Q: What's the main difference between Serious Mass and whey protein? A: Serious Mass is a high-calorie gainer with a high carbohydrate and moderate protein blend, whereas standard whey protein is primarily a protein source with minimal carbs and fat.

Frequently Asked Questions

Yes, it is very common and recommended for new users to start with half a serving (one scoop) to assess tolerance and minimize digestive discomfort.

One full serving of Serious Mass is typically defined as two heaping scoops, amounting to approximately 340 grams of powder.

Yes, mixing Serious Mass with milk is a great way to add more calories, protein, and creaminess to your shake, further boosting your overall intake.

Splitting the serving makes it easier on the digestive system, helps you spread your calorie intake throughout the day, and makes the 12lb container last longer.

This depends on your goals. Serious Mass offers a very high-calorie, high-carb profile ideal for hardgainers, while other gainers might focus more on a balanced macro profile or different ingredients.

Yes, it is safe to consume daily, provided it is part of a balanced diet and you are monitoring your overall calorie intake.

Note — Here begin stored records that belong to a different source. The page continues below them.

//! Group-routed logging.
//!
//! A [`Logger`] owns named [`Group`]s of shared transports. Whether a
//! transport fires for a message is decided by its group from the union of
//! the global, group and transport masks. Matching transports of a group run
//! one after another; a failing one is reported through `tracing` and never
//! stops its siblings or reaches the caller.

mod group;
mod logger;
mod logging;
mod options;
mod report;

pub use group::{DEFAULT_GROUP_LEVEL, Group};
pub use level::{Level, LevelValue, LogLevels};
pub use logger::{ALL_GROUP, GLOBAL_GROUP, Logger};
pub use logging::Logging;
pub use options::{GroupOptions, LoggerOptions};
pub use report::DispatchReport;
pub use transport::{Message, Transport, TransportError};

Serious Mass is a high-calorie gainer with a high carbohydrate and moderate protein blend, whereas standard whey protein is primarily a protein source with minimal carbs and fat.

Taking a mass gainer without regular resistance exercise means the excess calories will be stored as fat rather than contributing to muscle growth.

Medical Disclaimer

This content is for informational purposes only and should not replace professional medical advice.